Titans of the Blogosphere Rumble (in a sort of geeky and friendly way)

Dave Winer and Dan Gillmor recently butted heads over Bill Gates' infamous answer to whether copyright laws should be reformed:

"No, I'd say that of the world's economies, there's more that believe in intellectual property today than ever. There are fewer communists in the world today than there were. There are some new modern-day sort of communists who want to get rid of the incentive for musicians and moviemakers and software makers under various guises. They don't think that those incentives should exist," - Bill Gates, in an interview with news.com

Dan Gillmor was quick to pounce on Gates' attempt to create a red-scare:

The purity of this lie is remarkable. Even the most ardent of the free-software folks are not trying to remove the incentive to be creative. They believe in a different kind of incentive, just not the mercenary one that motivates Bill Gates.The larger truth -- a principle for which Gates so frequently demonstrates such contempt -- is that the vast, vast majority of people who find fault with today's system still want to reward creators for their work, financially and otherwise. But we also want a system that balances the rights of creators with the rights and needs of the larger society.Gates and his allies in the entertainment cartel want absolute control. For them, fair use and other societal benefits are what the intellectual property holders deem them to be. (And when it comes to patents, Gates and his company are becoming some of the worst bullies on the block, abusing a system that increasingly has little to do with actual innovation.)

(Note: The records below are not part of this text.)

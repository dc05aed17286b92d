// SPDX-License-Identifier: MIT OR Apache-2.0
//! The tree builder: scope stack, node instantiation and chaining.
//!
//! A [`TreeBuilder`] owns every graph it creates together with the stack of
//! graphs under construction. All mutation happens against the top of the
//! stack:
//!
//! ```
//! use nodeforge_graph::{create_geometry_catalog, NodeCall, ScopeOptions, TreeBuilder};
//!
//! let mut builder = TreeBuilder::new(create_geometry_catalog());
//! let (tree, _) = builder
//!     .scope("Points", ScopeOptions::default(), |b| {
//!         let points = b.node(NodeCall::new("GeometryNodePoints").input("count", 10))?;
//!         let position = b.node(NodeCall::new("GeometryNodeInputPosition"))?;
//!         let target = b.input(points, "position")?;
//!         b.chain(position, target)?;
//!         Ok(points)
//!     })
//!     .unwrap();
//! assert_eq!(builder.graph(tree).unwrap().link_count(), 1);
//! ```

use crate::arrange::{ArrangeHook, LayeredArrange, NoArrange};
use crate::call::{Callee, ChainTarget, Input, NodeCall};
use crate::catalog::Catalog;
use crate::error::{BuildError, Result};
use crate::graph::{Graph, GraphId};
use crate::interface::Terminal;
use crate::link::{Endpoint, LinkId};
use crate::node::{Node, NodeCategory, NodeType};
use crate::operand::{NodeRef, Operand, SocketRef};
use crate::resolve::{best_pair, best_placeholder_source, Candidate, Side};
use crate::scope::{GraphHandle, ScopeOptions, ScopeStack};
use crate::settings::BuilderSettings;
use crate::socket::{Socket, SocketDirection, SocketKind, SocketValue};
use indexmap::IndexMap;
use std::borrow::Cow;
use std::collections::HashSet;
use std::fmt;
use std::ops::{Deref, DerefMut};

/// Type tag of nodes instantiating another graph
pub const GROUP_NODE_TYPE: &str = "GeometryNodeGroup";
// SPDX-License-Identifier: MIT OR Apache-2.0
//! Socket definitions for node inputs/outputs.

use indexmap::IndexMap;
use serde::{Deserialize, Serialize};
use std::fmt;

/// Socket direction
#[derive(Debug, Clone, Copy, PartialEq, Eq, Hash, Serialize, Deserialize)]
pub enum SocketDirection {
    /// Input socket
    Input,
    /// Output socket
    Output,
}

impl SocketDirection {
    /// Lowercase label used in diagnostics
    pub fn label(&self) -> &'static str {
        match self {
            Self::Input => "input",
            Self::Output => "output",
        }
    }
}

/// Data kind that can flow through sockets
#[derive(Debug, Clone, PartialEq, Eq, Hash, Serialize, Deserialize)]
pub enum SocketKind {
    /// Floating point value
    Float,
    /// Integer value
    Int,
    /// Boolean value
    Bool,
    /// 3D vector
    Vector,
    /// Color (RGBA)
    Color,
    /// Rotation (Euler or quaternion)
    Rotation,
    /// Matrix 4x4
    Matrix,
    /// String value
    String,
    /// Menu selection
    Menu,
    /// Object reference
    Object,
    /// Mesh, curve, point cloud, instances or volume data
    Geometry,
    /// Collection reference
    Collection,
    /// Image reference
    Image,
    /// Material reference
    Material,
    /// Bundle of several values
    Bundle,
    /// Closure
    Closure,
    /// Kind defined by an external catalog
    Custom(String),
}

impl SocketKind {
    /// Get the catalog name of this kind
    pub fn as_str(&self) -> &str {
        match self {
            Self::Float => "FLOAT",
            Self::Int => "INT",
            Self::Bool => "BOOLEAN",
            Self::Vector => "VECTOR",
            Self::Color => "RGBA",
            Self::Rotation => "ROTATION",
            Self::Matrix => "MATRIX",
            Self::String => "STRING",
            Self::Menu => "MENU",
            Self::Object => "OBJECT",
            Self::Geometry => "GEOMETRY",
            Self::Collection => "COLLECTION",
            Self::Image => "IMAGE",
            Self::Material => "MATERIAL",
            Self::Bundle => "BUNDLE",
            Self::Closure => "CLOSURE",
            Self::Custom(name) => name,
        }
    }
}

impl fmt::Display for SocketKind {
    fn fmt(&self, f: &mut fmt::Formatter<'_>) -> fmt::Result {
        f.write_str(self.as_str())
    }
}

/// Value that can be stored in a socket or a node property
#[derive(Debug, Clone, PartialEq, Serialize, Deserialize)]
pub enum SocketValue {
    /// Boolean
    Bool(bool),
    /// Integer
    Int(i32),
    /// Float
    Float(f32),
    /// 3D vector
    Vector([f32; 3]),
    /// Color
    Color([f32; 4]),
    /// Euler rotation
    Rotation([f32; 3]),
    /// String, also used for enum-like properties and menus
    String(String),
}

impl SocketValue {
    /// Get the socket kind for this value
    pub fn kind(&self) -> SocketKind {
        match self {
            Self::Bool(_) => SocketKind::Bool,
            Self::Int(_) => SocketKind::Int,
            Self::Float(_) => SocketKind::Float,
            Self::Vector(_) => SocketKind::Vector,
            Self::Color(_) => SocketKind::Color,
            Self::Rotation(_) => SocketKind::Rotation,
            Self::String(_) => SocketKind::String,
        }
    }

    /// Convert this value so it can be stored in a socket of `kind`.
    ///
    /// Scalars broadcast into vectors and colors, 3-tuples become rotations
    /// or opaque colors, strings fill menus. Returns `None` when no
    /// conversion exists.
    pub fn coerce_to(&self, kind: &SocketKind) -> Option<SocketValue> {
        if self.kind() == *kind {
            return Some(self.clone());
        }

        match (self, kind) {
            (Self::Int(v), SocketKind::Float) => Some(Self::Float(*v as f32)),
            (Self::Bool(v), SocketKind::Int) => Some(Self::Int(i32::from(*v))),
            (Self::Bool(v), SocketKind::Float) => Some(Self::Float(if *v { 1.0 } else { 0.0 })),
            (Self::Float(_) | Self::Int(_), SocketKind::Vector) => {
                self.as_scalar().map(|s| Self::Vector([s; 3]))
            }
            (Self::Float(_) | Self::Int(_), SocketKind::Rotation) => {
                self.as_scalar().map(|s| Self::Rotation([s; 3]))
            }
            (Self::Float(_) | Self::Int(_), SocketKind::Color) => {
                self.as_scalar().map(|s| Self::Color([s, s, s, 1.0]))
            }
            (Self::Vector(v), SocketKind::Rotation) => Some(Self::Rotation(*v)),
            (Self::Rotation(v), SocketKind::Vector) => Some(Self::Vector(*v)),
            (Self::Vector(v), SocketKind::Color) => Some(Self::Color([v[0], v[1], v[2], 1.0])),
            (Self::String(s), SocketKind::Menu) => Some(Self::String(s.clone())),
            _ => None,
        }
    }

    /// Scalar view of an int or float value
    pub fn as_scalar(&self) -> Option<f32> {
        match self {
            Self::Float(v) => Some(*v),
            Self::Int(v) => Some(*v as f32),
            _ => None,
        }
    }

    /// String view of a string value
    pub fn as_str(&self) -> Option<&str> {
        match self {
            Self::String(s) => Some(s),
            _ => None,
        }
    }
}

impl From<f32> for SocketValue {
    fn from(value: f32) -> Self {
        Self::Float(value)
    }
}

impl From<i32> for SocketValue {
    fn from(value: i32) -> Self {
        Self::Int(value)
    }
}

impl From<bool> for SocketValue {
    fn from(value: bool) -> Self {
        Self::Bool(value)
    }
}

impl From<[f32; 3]> for SocketValue {
    fn from(value: [f32; 3]) -> Self {
        Self::Vector(value)
    }
}

impl From<(f32, f32, f32)> for SocketValue {
    fn from((x, y, z): (f32, f32, f32)) -> Self {
        Self::Vector([x, y, z])
    }
}

impl From<[f32; 4]> for SocketValue {
    fn from(value: [f32; 4]) -> Self {
        Self::Color(value)
    }
}

impl From<(f32, f32, f32, f32)> for SocketValue {
    fn from((r, g, b, a): (f32, f32, f32, f32)) -> Self {
        Self::Color([r, g, b, a])
    }
}

impl From<&str> for SocketValue {
    fn from(value: &str) -> Self {
        Self::String(value.to_string())
    }
}

impl From<String> for SocketValue {
    fn from(value: String) -> Self {
        Self::String(value)
    }
}

/// Condition under which a socket is active
#[derive(Debug, Clone, PartialEq, Serialize, Deserialize)]
pub struct Availability {
    /// Property the socket depends on
    pub property: String,
    /// Property values for which the socket is active
    pub values: Vec<String>,
}

impl Availability {
    /// Check the condition against a node's properties
    pub fn is_met(&self, properties: &IndexMap<String, SocketValue>) -> bool {
        properties
            .get(&self.property)
            .and_then(SocketValue::as_str)
            .is_some_and(|current| self.values.iter().any(|v| v == current))
    }
}

/// A socket on a node
#[derive(Debug, Clone, Serialize, Deserialize)]
pub struct Socket {
    /// Identifier, unique per direction on a node
    pub identifier: String,
    /// Display name (may repeat, e.g. the two "Value" inputs of Math)
    pub name: String,
    /// Socket direction
    pub direction: SocketDirection,
    /// Data kind
    pub kind: SocketKind,
    /// Default value (for unlinked inputs)
    pub default_value: Option<SocketValue>,
    /// Activation condition, `None` means always active
    pub available_when: Option<Availability>,
}

impl Socket {
    /// Create a new socket
    pub fn new(name: impl Into<String>, kind: SocketKind, direction: SocketDirection) -> Self {
        let name = name.into();
        Self {
            identifier: name.clone(),
            name,
            direction,
            kind,
            default_value: None,
            available_when: None,
        }
    }

    /// Create a new input socket
    pub fn input(name: impl Into<String>, kind: SocketKind) -> Self {
        Self::new(name, kind, SocketDirection::Input)
    }

    /// Create a new output socket
    pub fn output(name: impl Into<String>, kind: SocketKind) -> Self {
        Self::new(name, kind, SocketDirection::Output)
    }

    /// Override the identifier (used when display names repeat)
    pub fn with_identifier(mut self, identifier: impl Into<String>) -> Self {
        self.identifier = identifier.into();
        self
    }

    /// Set the default value
    pub fn with_default(mut self, value: impl Into<SocketValue>) -> Self {
        self.default_value = Some(value.into());
        self
    }

    /// Only activate the socket while `property` is one of `values`
    pub fn available_when(mut self, property: impl Into<String>, values: &[&str]) -> Self {
        self.available_when = Some(Availability {
            property: property.into(),
            values: values.iter().map(|v| (*v).to_string()).collect(),
        });
        self
    }

    /// Whether the socket is active for the given node properties
    pub fn is_available(&self, properties: &IndexMap<String, SocketValue>) -> bool {
        self.available_when
            .as_ref()
            .map_or(true, |condition| condition.is_met(properties))
    }

    /// Check whether `key` addresses this socket.
    ///
    /// Matches the identifier, the display name, or the normalized form of
    /// either (`"Rotate By"` answers to `"rotate_by"`).
    pub fn matches(&self, key: &str) -> bool {
        self.identifier == key
            || self.name == key
            || normalize_name(&self.name) == key
            || normalize_name(&self.identifier) == key
    }
}

/// Convert `"Geometry"` or `"My Socket"` to `"geometry"` or `"my_socket"`.
pub fn normalize_name(name: &str) -> String {
    name.to_lowercase().replace(' ', "_")
}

Gillmor, who is always full of suprises, proceeds to end his attack on Gates with this rhetorical jewel:

What's more, Bill Gates knows that markets fail. That why he's putting so much money into his philanthropy to help improve public health, especially in the developing world where markets have not worked. I greatly admire his commitment in that area.


However, Dave Winer -- who is among the most powerful of all bloggers -- followed up on Dan's editorial with some questions of his own:

As usual, I'm suspect of criticism of Gates. Would Dan criticize Kapor, Omidyar or O'Reilly, the three capitalists who sign his paycheck? My purpose here is to frame some questions for the Credibility conference, below. If we're going to examine the integrity of bloggers, let's take a look at the pros too. (Assuming Dan is still a pro.)

Gillmor, unphased, replied directly to Dave Winer's questions:

Dave also asks if I'd criticize the people with whom I now have business relationships. If I felt sufficiently strongly about something, I would -- though at least on the question at issue here we share pretty much congruent views (Mitch Kapor, the Omidyar Network and Tim O'Reilly all support the goals of Creative Commmons, for example). But, as was the case when I wrote about Knight-Ridder while employed by that company, anything I say about these folks or enterprises would need to be taken by a reader with a grain of salt, because of the business relationships. This is always true when a journalist covers a person or organization with which he or his employer has such a relationship, and it always will be.

My conclusion? Winer didn't even come close to weakening Gillmor's underlying argument that Gates was being dishonest. And in fact, Winer weakened his own argument by attacking Dan's business relationship with Kapor, Omidyar, and O'Reilly (thereby virtually ignoring Gillmor's main argument). The assertion that Dan criticised gates because of his relationship with those three men is ludicrous. Gillmor even lisensed his latest book under a creative commons non-commercial-attribution-share-alike licsense (which means you can read it online, make changes to it, and publish it for free; provided you don't try to sell it). Gillmor "walks the talk". And I suspect Winer's challenge was more Socratic than serious; he mentions that he was framing some questions for Harvard's conference on Blogging, Journalism & Credibility. So I say bravo to both Gillmor, and Winer. Together they've given a great lesson on integrity, credibility, and respect in the blogosphere.